=== Try it ===
Set down exactly the lines below, starting at the one that contains "self as usize" and ending at the one that contains "pub fn name(self)", with both of those lines included and nothing else.

=== Entries shown ===
###

//! Result models for a scheduling run.
//!
//! This module contains [`ScheduleOutcome`], which wraps the finished
//! [`Schedule`] together with the placement log, per-employee workload and
//! staffing warnings for slots left below the minimum.

use std::collections::BTreeMap;

use chrono::{DateTime, Utc};
use serde::Serialize;
use uuid::Uuid;

use super::{Day, Schedule, ShiftType};

/// How an employee came to be placed in a slot.
#[derive(Debug, Clone, Copy, PartialEq, Eq, Hash, Serialize)]
#[serde(rename_all = "snake_case")]
pub enum AssignmentSource {
    /// The employee's preferred shift for the day.
    Preferred,
    /// Another shift from the employee's priority or default order.
    Fallback,
    /// The staffing backfill pass.
    Backfill,
}

/// A single placement made while building a schedule.
#[derive(Debug, Clone, PartialEq, Eq, Serialize)]
pub struct Assignment {
    /// The employee placed.
    pub employee: String,
    /// The day of the placement.
    pub day: Day,
    /// The shift the employee was placed in.
    pub shift: ShiftType,
    /// Which stage of the builder made the placement.
    pub source: AssignmentSource,
    /// 1-based preference round, or `None` for backfill.
    pub round: Option<usize>,
}

/// A slot that finished below the staffing minimum.
///
/// # Example
///
/// ```
/// use shift_scheduler::models::{Day, ShiftType, StaffingWarning};
///
/// let warning = StaffingWarning {
///     day: Day::Monday,
///     shift: ShiftType::Evening,
///     assigned: 1,
///     required: 2,
/// };
/// assert_eq!(warning.shortfall(), 1);
/// ```
#[derive(Debug, Clone, PartialEq, Eq, Serialize)]
pub struct StaffingWarning {
    /// The understaffed day.
    pub day: Day,
    /// The understaffed shift.
    pub shift: ShiftType,
    /// Employees actually assigned.
    pub assigned: usize,
    /// The configured minimum.
    pub required: usize,
}

impl StaffingWarning {
    /// Number of employees still missing.
    pub fn shortfall(&self) -> usize {
        self.required.saturating_sub(self.assigned)
    }
}

/// The complete result of one scheduling run.
#[derive(Debug, Clone, Serialize)]
pub struct ScheduleOutcome {
    /// Unique identifier for this run.
    pub schedule_id: Uuid,
    /// When the run was performed.
    pub timestamp: DateTime<Utc>,
    /// The version of the scheduler that produced the schedule.
    pub engine_version: String,
    /// The finished schedule.
    pub schedule: Schedule,
    /// Every placement in the order it was made.
    pub assignments: Vec<Assignment>,
    /// Days worked per employee.
    pub days_worked: BTreeMap<String, usize>,
    /// Slots left below the staffing minimum.
    pub warnings: Vec<StaffingWarning>,
    /// Time spent building, in microseconds.
    pub duration_us: u64,
}

impl ScheduleOutcome {
    /// Returns true if every slot reached the staffing minimum.
    pub fn is_fully_staffed(&self) -> bool {
        self.warnings.is_empty()
    }

    /// Placements made by `source`.
    pub fn assignments_from(
        &self,
        source: AssignmentSource,
    ) -> impl Iterator<Item = &Assignment> + '_ {
        self.assignments.iter().filter(move |a| a.source == source)
    }
}
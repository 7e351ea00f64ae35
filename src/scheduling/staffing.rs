//! Staffing checks on a finished schedule.

use crate::models::{Schedule, StaffingWarning};

/// Lists every slot of `schedule` holding fewer than `minimum` employees,
/// in week order.
///
/// # Example
///
/// ```
/// use shift_scheduler::models::Schedule;
/// use shift_scheduler::scheduling::staffing_warnings;
///
/// let warnings = staffing_warnings(&Schedule::new(), 2);
/// assert_eq!(warnings.len(), 21);
/// assert!(warnings.iter().all(|w| w.assigned == 0 && w.required == 2));
/// ```
pub fn staffing_warnings(schedule: &Schedule, minimum: usize) -> Vec<StaffingWarning> {
    schedule
        .iter()
        .filter(|(_, _, names)| names.len() < minimum)
        .map(|(day, shift, names)| StaffingWarning {
            day,
            shift,
            assigned: names.len(),
            required: minimum,
        })
        .collect()
}

#[cfg(test)]
mod tests {
    use super::*;
    use crate::models::{Day, ShiftType};

    #[test]
    fn test_zero_minimum_never_warns() {
        assert!(staffing_warnings(&Schedule::new(), 0).is_empty());
    }

    #[test]
    fn test_only_short_slots_are_reported() {
        let mut schedule = Schedule::new();
        for day in Day::ALL {
            for shift in ShiftType::ALL {
                schedule.push(day, shift, "Alice");
                schedule.push(day, shift, "Bob");
            }
        }
        assert!(staffing_warnings(&schedule, 2).is_empty());

        let warnings = staffing_warnings(&schedule, 3);
        assert_eq!(warnings.len(), 21);
        assert_eq!(warnings[0].day, Day::Monday);
        assert_eq!(warnings[0].shift, ShiftType::Morning);
        assert_eq!(warnings[0].shortfall(), 1);
    }
}
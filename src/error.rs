//! Error types for the shift scheduler.
//!
//! This module provides strongly-typed errors using the `thiserror` crate
//! for every failure the layers around the schedule builder can report.
//! The builder itself never fails: an infeasible week is reported through
//! staffing warnings, not errors.

use thiserror::Error;

/// The main error type for the shift scheduler.
///
/// # Example
///
/// ```
/// use shift_scheduler::error::SchedulerError;
///
/// let error = SchedulerError::UnknownShift {
///     value: "night".to_string(),
/// };
/// assert_eq!(
///     error.to_string(),
///     "Unknown shift 'night' (expected morning, afternoon or evening)"
/// );
/// ```
#[derive(Debug, Error)]
pub enum SchedulerError {
    /// Configuration file was not found at the specified path.
    #[error("Configuration file not found: {path}")]
    ConfigNotFound {
        /// The path that was not found.
        path: String,
    },

    /// Configuration or roster file could not be parsed.
    #[error("Failed to parse configuration file '{path}': {message}")]
    ConfigParseError {
        /// The path to the file that failed to parse.
        path: String,
        /// A description of the parse error.
        message: String,
    },

    /// A configuration value is outside its allowed range.
    #[error("Invalid configuration field '{field}': {message}")]
    InvalidConfig {
        /// The offending field.
        field: String,
        /// Why the value was rejected.
        message: String,
    },

    /// An employee entry was rejected while building a roster.
    #[error("Invalid employee '{name}': {message}")]
    InvalidEmployee {
        /// The employee name as given.
        name: String,
        /// Why the entry was rejected.
        message: String,
    },

    /// A shift name did not match any shift type.
    #[error("Unknown shift '{value}' (expected morning, afternoon or evening)")]
    UnknownShift {
        /// The text that failed to parse.
        value: String,
    },

    /// The user asked to exit, or input ended before the roster was complete.
    #[error("Cancelled by user")]
    Cancelled,

    /// Reading from or writing to the console failed.
    #[error("Console I/O failed: {0}")]
    Io(#[from] std::io::Error),
}

impl SchedulerError {
    /// Returns true if this error is a user-requested cancellation.
    pub fn is_cancelled(&self) -> bool {
        matches!(self, SchedulerError::Cancelled)
    }
}

/// A type alias for Results that return SchedulerError.
pub type SchedulerResult<T> = Result<T, SchedulerError>;
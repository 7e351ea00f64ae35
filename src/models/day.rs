//! Day of the scheduling week.

use std::fmt;

use chrono::Weekday;
use serde::{Deserialize, Serialize};

/// One of the seven days of the scheduling week, Monday first.
///
/// # Example
///
/// ```
/// use shift_scheduler::models::Day;
/// use chrono::Weekday;
///
/// assert_eq!(Day::Wednesday.index(), 2);
/// assert_eq!(Day::from(Weekday::Sun), Day::Sunday);
/// assert_eq!(Day::Friday.to_string(), "Friday");
/// ```
#[derive(Debug, Clone, Copy, PartialEq, Eq, PartialOrd, Ord, Hash, Serialize, Deserialize)]
#[serde(rename_all = "snake_case")]
pub enum Day {
    /// Monday.
    Monday,
    /// Tuesday.
    Tuesday,
    /// Wednesday.
    Wednesday,
    /// Thursday.
    Thursday,
    /// Friday.
    Friday,
    /// Saturday.
    Saturday,
    /// Sunday.
    Sunday,
}

impl Day {
    /// Number of days in the scheduling week.
    pub const COUNT: usize = 7;

    /// All days in week order.
    pub const ALL: [Day; Day::COUNT] = [
        Day::Monday,
        Day::Tuesday,
        Day::Wednesday,
        Day::Thursday,
        Day::Friday,
        Day::Saturday,
        Day::Sunday,
    ];

    /// Zero-based position in the week (Monday = 0).
    pub fn index(self) -> usize {
        self as usize
    }

    /// Returns the day at `index`, wrapping past Sunday back to Monday.
    pub fn from_index_wrapping(index: usize) -> Day {
        Day::ALL[index % Day::COUNT]
    }

    /// Full English name of the day.
    pub fn name(self) -> &'static str {
        match self {
            Day::Monday => "Monday",
            Day::Tuesday => "Tuesday",
            Day::Wednesday => "Wednesday",
            Day::Thursday => "Thursday",
            Day::Friday => "Friday",
            Day::Saturday => "Saturday",
            Day::Sunday => "Sunday",
        }
    }
}

impl fmt::Display for Day {
    fn fmt(&self, f: &mut fmt::Formatter<'_>) -> fmt::Result {
        f.write_str(self.name())
    }
}

impl From<Weekday> for Day {
    fn from(weekday: Weekday) -> Self {
        Day::ALL[weekday.num_days_from_monday() as usize]
    }
}

impl From<Day> for Weekday {
    fn from(day: Day) -> Self {
        match day {
            Day::Monday => Weekday::Mon,
            Day::Tuesday => Weekday::Tue,
            Day::Wednesday => Weekday::Wed,
            Day::Thursday => Weekday::Thu,
            Day::Friday => Weekday::Fri,
            Day::Saturday => Weekday::Sat,
            Day::Sunday => Weekday::Sun,
        }
    }
}

#[cfg(test)]
mod tests {
    use super::*;

    #[test]
    fn test_all_days_are_in_week_order() {
        for (i, day) in Day::ALL.iter().enumerate() {
            assert_eq!(day.index(), i);
        }
        assert!(Day::Monday < Day::Sunday);
    }

    #[test]
    fn test_from_index_wrapping() {
        assert_eq!(Day::from_index_wrapping(0), Day::Monday);
        assert_eq!(Day::from_index_wrapping(6), Day::Sunday);
        assert_eq!(Day::from_index_wrapping(7), Day::Monday);
        assert_eq!(Day::from_index_wrapping(15), Day::Tuesday);
    }

    #[test]
    fn test_weekday_conversion_round_trips_every_day() {
        for day in Day::ALL {
            let weekday: Weekday = day.into();
            assert_eq!(Day::from(weekday), day);
        }
    }

    #[test]
    fn test_day_from_calendar_date() {
        use chrono::{Datelike, NaiveDate};

        // 2026-01-15 is a Thursday
        let date = NaiveDate::from_ymd_opt(2026, 1, 15).unwrap();
        assert_eq!(Day::from(date.weekday()), Day::Thursday);
    }

    #[test]
    fn test_day_serialization() {
        assert_eq!(serde_json::to_string(&Day::Saturday).unwrap(), "\"saturday\"");
        let day: Day = serde_json::from_str("\"monday\"").unwrap();
        assert_eq!(day, Day::Monday);
    }
}
//! Built-in sample roster for trying the scheduler without typing input.

use crate::models::ShiftType::{Afternoon, Evening, Morning};
use crate::models::{Day, EmployeePreferences, Roster, ShiftType};

const SAMPLE: [(&str, [ShiftType; Day::COUNT], [ShiftType; ShiftType::COUNT]); 10] = [
    ("Alice", [Morning; 7], [Morning, Afternoon, Evening]),
    ("Bob", [Afternoon; 7], [Afternoon, Morning, Evening]),
    ("Carol", [Evening; 7], [Evening, Afternoon, Morning]),
    (
        "Dave",
        [
            Morning, Afternoon, Evening, Morning, Afternoon, Evening, Morning,
        ],
        [Morning, Afternoon, Evening],
    ),
    (
        "Eve",
        [
            Afternoon, Evening, Morning, Afternoon, Evening, Morning, Afternoon,
        ],
        [Afternoon, Evening, Morning],
    ),
    (
        "Frank",
        [
            Morning, Morning, Afternoon, Afternoon, Evening, Evening, Morning,
        ],
        [Morning, Afternoon, Evening],
    ),
    (
        "Grace",
        [
            Evening, Morning, Afternoon, Evening, Morning, Afternoon, Afternoon,
        ],
        [Evening, Morning, Afternoon],
    ),
    (
        "Henry",
        [
            Afternoon, Evening, Morning, Afternoon, Evening, Morning, Evening,
        ],
        [Afternoon, Evening, Morning],
    ),
    (
        "Ivy",
        [
            Morning, Afternoon, Evening, Morning, Afternoon, Evening, Morning,
        ],
        [Morning, Afternoon, Evening],
    ),
    (
        "Jack",
        [
            Evening, Morning, Afternoon, Evening, Morning, Afternoon, Evening,
        ],
        [Evening, Morning, Afternoon],
    ),
];

/// Ten employees with daily preferences and priority rankings.
pub fn sample_roster() -> Roster {
    let employees = SAMPLE
        .into_iter()
        .map(|(name, daily, priority)| {
            EmployeePreferences::new(name, daily).with_priority(priority)
        })
        .collect();
    Roster::from_validated(employees)
}
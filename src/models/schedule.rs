//! The weekly schedule container.
//!
//! A [`Schedule`] is a fixed 7 × 3 grid of name lists indexed by
//! `(Day, ShiftType)`. Iteration always runs Monday to Sunday and, within a
//! day, morning, afternoon, evening.

use serde::ser::{SerializeMap, Serializer};
use serde::Serialize;

use super::{Day, ShiftType};

/// Employees assigned to each shift of each day of the week.
///
/// Names within a slot are kept in assignment order. Only the scheduling
/// module can mutate a schedule; callers receive it read-only.
///
/// # Example
///
/// ```
/// use shift_scheduler::models::{Day, Schedule, ShiftType};
///
/// let schedule = Schedule::new();
/// assert!(schedule.slot(Day::Monday, ShiftType::Morning).is_empty());
/// assert_eq!(schedule.iter().count(), 21);
/// ```
#[derive(Debug, Clone, Default, PartialEq, Eq)]
pub struct Schedule {
    slots: [[Vec<String>; ShiftType::COUNT]; Day::COUNT],
}

impl Schedule {
    /// Creates a schedule with every slot empty.
    pub fn new() -> Self {
        Self::default()
    }

    /// Names assigned to `shift` on `day`, in assignment order.
    pub fn slot(&self, day: Day, shift: ShiftType) -> &[String] {
        &self.slots[day.index()][shift.index()]
    }

    /// Number of employees assigned to `shift` on `day`.
    pub fn count(&self, day: Day, shift: ShiftType) -> usize {
        self.slot(day, shift).len()
    }

    pub(crate) fn push(&mut self, day: Day, shift: ShiftType, name: &str) {
        self.slots[day.index()][shift.index()].push(name.to_string());
    }

    /// Iterates over every slot in week order.
    pub fn iter(&self) -> impl Iterator<Item = (Day, ShiftType, &[String])> + '_ {
        Day::ALL.into_iter().flat_map(move |day| {
            ShiftType::ALL
                .into_iter()
                .map(move |shift| (day, shift, self.slot(day, shift)))
        })
    }

    /// The shift `name` works on `day`, if any.
    pub fn shift_of(&self, name: &str, day: Day) -> Option<ShiftType> {
        ShiftType::ALL
            .into_iter()
            .find(|shift| self.slot(day, *shift).iter().any(|n| n == name))
    }

    /// Number of days on which `name` works at least one shift.
    pub fn days_worked(&self, name: &str) -> usize {
        Day::ALL
            .into_iter()
            .filter(|day| self.shift_of(name, *day).is_some())
            .count()
    }

    /// Total number of placements across the week.
    pub fn total_assignments(&self) -> usize {
        self.iter().map(|(_, _, names)| names.len()).sum()
    }

    /// Returns true if no one is assigned anywhere.
    pub fn is_empty(&self) -> bool {
        self.total_assignments() == 0
    }
}

struct DaySlots<'a>(&'a [Vec<String>; ShiftType::COUNT]);

impl Serialize for DaySlots<'_> {
    fn serialize<S: Serializer>(&self, serializer: S) -> Result<S::Ok, S::Error> {
        let mut map = serializer.serialize_map(Some(ShiftType::COUNT))?;
        for shift in ShiftType::ALL {
            map.serialize_entry(&shift, &self.0[shift.index()])?;
        }
        map.end()
    }
}

impl Serialize for Schedule {
    fn serialize<S: Serializer>(&self, serializer: S) -> Result<S::Ok, S::Error> {
        let mut map = serializer.serialize_map(Some(Day::COUNT))?;
        for day in Day::ALL {
            map.serialize_entry(&day, &DaySlots(&self.slots[day.index()]))?;
        }
        map.end()
    }
}

#[cfg(test)]
mod tests {
    use super::*;

    fn sample_schedule() -> Schedule {
        let mut schedule = Schedule::new();
        schedule.push(Day::Monday, ShiftType::Morning, "Alice");
        schedule.push(Day::Monday, ShiftType::Morning, "Dave");
        schedule.push(Day::Monday, ShiftType::Evening, "Carol");
        schedule.push(Day::Sunday, ShiftType::Afternoon, "Alice");
        schedule
    }

    #[test]
    fn test_new_schedule_is_empty() {
        let schedule = Schedule::new();
        assert!(schedule.is_empty());
        assert!(schedule.iter().all(|(_, _, names)| names.is_empty()));
    }

    #[test]
    fn test_slot_keeps_assignment_order() {
        let schedule = sample_schedule();
        assert_eq!(
            schedule.slot(Day::Monday, ShiftType::Morning),
            ["Alice".to_string(), "Dave".to_string()]
        );
        assert_eq!(schedule.count(Day::Monday, ShiftType::Morning), 2);
    }

    #[test]
    fn test_iteration_order_is_day_then_shift() {
        let schedule = Schedule::new();
        let keys: Vec<(Day, ShiftType)> = schedule.iter().map(|(d, s, _)| (d, s)).collect();
        assert_eq!(keys.len(), 21);
        assert_eq!(keys[0], (Day::Monday, ShiftType::Morning));
        assert_eq!(keys[1], (Day::Monday, ShiftType::Afternoon));
        assert_eq!(keys[2], (Day::Monday, ShiftType::Evening));
        assert_eq!(keys[3], (Day::Tuesday, ShiftType::Morning));
        assert_eq!(keys[20], (Day::Sunday, ShiftType::Evening));
    }

    #[test]
    fn test_shift_of_and_days_worked() {
        let schedule = sample_schedule();
        assert_eq!(
            schedule.shift_of("Alice", Day::Sunday),
            Some(ShiftType::Afternoon)
        );
        assert_eq!(schedule.shift_of("Alice", Day::Tuesday), None);
        assert_eq!(schedule.days_worked("Alice"), 2);
        assert_eq!(schedule.days_worked("Carol"), 1);
        assert_eq!(schedule.days_worked("Nobody"), 0);
        assert_eq!(schedule.total_assignments(), 4);
    }

    #[test]
    fn test_serialize_nests_days_and_shifts() {
        let schedule = sample_schedule();
        let json = serde_json::to_value(&schedule).unwrap();
        assert_eq!(json["monday"]["morning"], serde_json::json!(["Alice", "Dave"]));
        assert_eq!(json["monday"]["afternoon"], serde_json::json!([]));
        assert_eq!(json["sunday"]["afternoon"], serde_json::json!(["Alice"]));
        assert_eq!(json.as_object().unwrap().len(), 7);
    }
}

###

=== Problem solution ===
        self as usize
    }

    /// Returns the day at `index`, wrapping past Sunday back to Monday.
    pub fn from_index_wrapping(index: usize) -> Day {
        Day::ALL[index % Day::COUNT]
    }

    /// Full English name of the day.
    pub fn name(self) -> &'static str {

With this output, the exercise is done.